One of the advantages of open source is also a potential concern. Open source software has benefits from community cooperation and collaboration. More eyes and more hands contributing to the development allow for faster evolution and greater innovation. However, when all of the code is available to the public, and any developer can add or change the code, it also is an opportunity to introduce problems.
While theoretically it is possible for a malicious developer to intentionally add vulnerabilities or exploits, the collaborative nature of open source projects actually makes it less likely. Any obvious attempt to insert malicious code would be detected and thwarted by other developers. The communal nature of open source development is not infallible, though, as evidenced by recent major revelations such as Heartbleed.
Open source projects that are active and properly maintained address these issues fairly quickly. The problem, however, is that organizations and developers need to be able to easily determine whether their existing applications are affected and apply the appropriate patches and updates. There also are many open source tools that are not being actively developed or supported, which means known vulnerabilities may be left unfixed.
Security Checker from Black Duck can help minimize exposure to these risks and give organizations and developers an opportunity to address any known issues. The tool is a drag-and-drop solution that allows you to scan code contained in an uploaded archive file, such as a .tar or .zip file, or in a Docker image. Security Checker then generates a report that shows identified vulnerabilities and security issues.

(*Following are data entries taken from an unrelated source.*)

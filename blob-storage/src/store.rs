use async_trait::async_trait;

use crate::context::Context;
pub use crate::errors::BlobResult;

/// Name-addressed byte storage, implemented by each storage backend.
///
/// Callers identify blobs purely by name and must not assume anything about
/// how a backend lays them out.
#[async_trait]
pub trait BlobStore: Send + Sync {
    /// Stores `data` under `name`, replacing any existing blob. Returns the
    /// number of bytes written.
    async fn write_blob(&self, ctx: &Context, name: &str, data: &[u8]) -> BlobResult<usize>;

    /// Retrieves the full contents of a blob.
    async fn read_blob(&self, ctx: &Context, name: &str) -> BlobResult<Vec<u8>>;

    /// A missing blob is `Ok(false)`, not an error.
    async fn blob_exists(&self, ctx: &Context, name: &str) -> BlobResult<bool>;

    async fn delete_blob(&self, ctx: &Context, name: &str) -> BlobResult<()>;
}
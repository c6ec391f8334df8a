//! Name-addressed blob storage behind a backend-agnostic [`BlobStore`] trait,
//! with a local-disk implementation in [`DiskBlobStore`].
//!
//! ```no_run
//! # async fn demo() -> blob_store::BlobResult<()> {
//! use blob_store::{BlobStore, Context, DiskBlobStore};
//!
//! let store = DiskBlobStore::with_prefix("/var/lib/blobs", "cache")?;
//! let ctx = Context::background();
//! store.write_blob(&ctx, "greeting", b"hello").await?;
//! assert_eq!(store.read_blob(&ctx, "greeting").await?, b"hello");
//! # Ok(())
//! # }
//! ```

pub mod config;
pub mod context;
pub mod errors;
pub mod local_store;
pub mod name;
pub mod store;

pub use config::DiskBlobStoreConfig;
pub use context::Context;
pub use errors::{BlobErrorKind, BlobResult, BlobStoreError, CancelReason};
pub use local_store::DiskBlobStore;
pub use name::BlobName;
pub use store::BlobStore;
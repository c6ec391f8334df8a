use std::time::Duration;
use tokio::time::Instant;
use tokio_util::sync::CancellationToken;

use crate::errors::{BlobResult, BlobStoreError, CancelReason};

/// Per-call cancellation and deadline carried into every store operation.
///
/// File I/O cannot be interrupted mid-syscall, so stores only consult the
/// context at boundaries: before touching the filesystem, and before a write
/// is committed.
#[derive(Debug, Clone)]
pub struct Context {
    token: CancellationToken,
    deadline: Option<Instant>,
}

impl Default for Context {
    fn default() -> Self {
        Self::background()
    }
}

impl Context {
    /// A context that is never canceled and has no deadline.
    pub fn background() -> Self {
        Self {
            token: CancellationToken::new(),
            deadline: None,
        }
    }

    /// Wraps a token owned elsewhere, e.g. a server's shutdown token.
    pub fn from_token(token: CancellationToken) -> Self {
        Self { token, deadline: None }
    }

    /// Derives a context that is canceled with this one and additionally
    /// expires at `deadline`. The earlier of the two deadlines wins.
    pub fn with_deadline(&self, deadline: Instant) -> Self {
        let deadline = match self.deadline {
            Some(existing) if existing < deadline => existing,
            _ => deadline,
        };
        Self {
            token: self.token.child_token(),
            deadline: Some(deadline),
        }
    }

    pub fn with_timeout(&self, timeout: Duration) -> Self {
        self.with_deadline(Instant::now() + timeout)
    }

    /// Canceling the child leaves `self` untouched.
    pub fn child(&self) -> Self {
        Self {
            token: self.token.child_token(),
            deadline: self.deadline,
        }
    }

    pub fn cancel(&self) {
        self.token.cancel();
    }

    pub fn deadline(&self) -> Option<Instant> {
        self.deadline
    }

    pub fn is_done(&self) -> bool {
        self.reason().is_some()
    }

    /// Returns `Canceled` once the token fires or the deadline has passed.
    pub fn check(&self) -> BlobResult<()> {
        match self.reason() {
            Some(reason) => Err(BlobStoreError::Canceled(reason)),
            None => Ok(()),
        }
    }

    fn reason(&self) -> Option<CancelReason> {
        if self.token.is_cancelled() {
            return Some(CancelReason::Canceled);
        }
        match self.deadline {
            Some(deadline) if Instant::now() >= deadline => {
                Some(CancelReason::DeadlineExceeded)
            }
            _ => None,
        }
    }
}

#[cfg(test)]
mod tests {
    use super::*;

    #[test]
    fn test_background_never_done() {
        let ctx = Context::background();
        assert!(!ctx.is_done());
        assert!(ctx.check().is_ok());
    }

    #[test]
    fn test_cancel_propagates_to_children_only() {
        let parent = Context::background();
        let child = parent.child();

        child.cancel();
        assert!(child.check().unwrap_err().is_canceled());
        assert!(!parent.is_done());

        let child = parent.child();
        parent.cancel();
        assert!(child.is_done());
    }

    #[test]
    fn test_expired_deadline() {
        let ctx = Context::background().with_deadline(Instant::now() - Duration::from_millis(1));
        match ctx.check() {
            Err(BlobStoreError::Canceled(CancelReason::DeadlineExceeded)) => {}
            other => panic!("expected deadline exceeded, got {:?}", other),
        }
    }

    #[test]
    fn test_earlier_deadline_wins() {
        let now = Instant::now();
        let outer = Context::background().with_deadline(now + Duration::from_secs(1));
        let inner = outer.with_deadline(now + Duration::from_secs(60));
        assert_eq!(inner.deadline(), Some(now + Duration::from_secs(1)));
    }
}
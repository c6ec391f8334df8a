use std::path::PathBuf;

use clap::Args;

/// Construction parameters for [`crate::local_store::DiskBlobStore`].
#[derive(Args, Debug, Clone, PartialEq, Eq)]
pub struct DiskBlobStoreConfig {
    /// Directory under which all blobs are stored.
    #[clap(long, env = "BLOB_STORE_ROOT_DIR")]
    pub root_dir: PathBuf,

    /// Optional sub-path of `root_dir` shared by every blob in the store. A
    /// single trailing `/` is ignored.
    #[clap(long, env = "BLOB_STORE_PATH_PREFIX", default_value = "")]
    pub path_prefix: String,
}

impl DiskBlobStoreConfig {
    pub fn new(root_dir: impl Into<PathBuf>) -> Self {
        Self {
            root_dir: root_dir.into(),
            path_prefix: String::new(),
        }
    }

    pub fn with_prefix(mut self, prefix: impl Into<String>) -> Self {
        self.path_prefix = prefix.into();
        self
    }
}

#[cfg(test)]
mod tests {
    use super::*;
    use clap::Parser;

    #[derive(Parser)]
    struct Cli {
        #[clap(flatten)]
        store: DiskBlobStoreConfig,
    }

    #[test]
    fn test_parse_flags() {
        let cli = Cli::parse_from([
            "test",
            "--root-dir",
            "/var/blobs",
            "--path-prefix",
            "cache",
        ]);
        assert_eq!(
            cli.store,
            DiskBlobStoreConfig::new("/var/blobs").with_prefix("cache")
        );
    }

    #[test]
    fn test_prefix_defaults_to_empty() {
        let cli = Cli::parse_from(["test", "--root-dir", "/var/blobs"]);
        assert_eq!(cli.store.path_prefix, "");
    }
}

A recent report from Black Duck found that 67 percent of audited applications contain known open source security vulnerabilities. More than a third of the vulnerabilities identified were classified as “severe.” The most notable finding, however, is that 10 percent of the applications surveyed still contain the Heartbleed vulnerability, which was discovered in April 2014.
“Applications represent the greatest level of risk on the security threat landscape, and we expect that Security Checker scan results will provide an ‘a ha moment’ for many open source users,” said Black Duck CEO Lou Shipley in a press release statement. “Their findings will focus attention on the need to regularly review application code to ensure it’s free of known open source vulnerabilities.”
The process of scanning and generating the report takes about 15 minutes, according to Black Duck, which also noted the maximum file size Security Checker can scan is 100MB.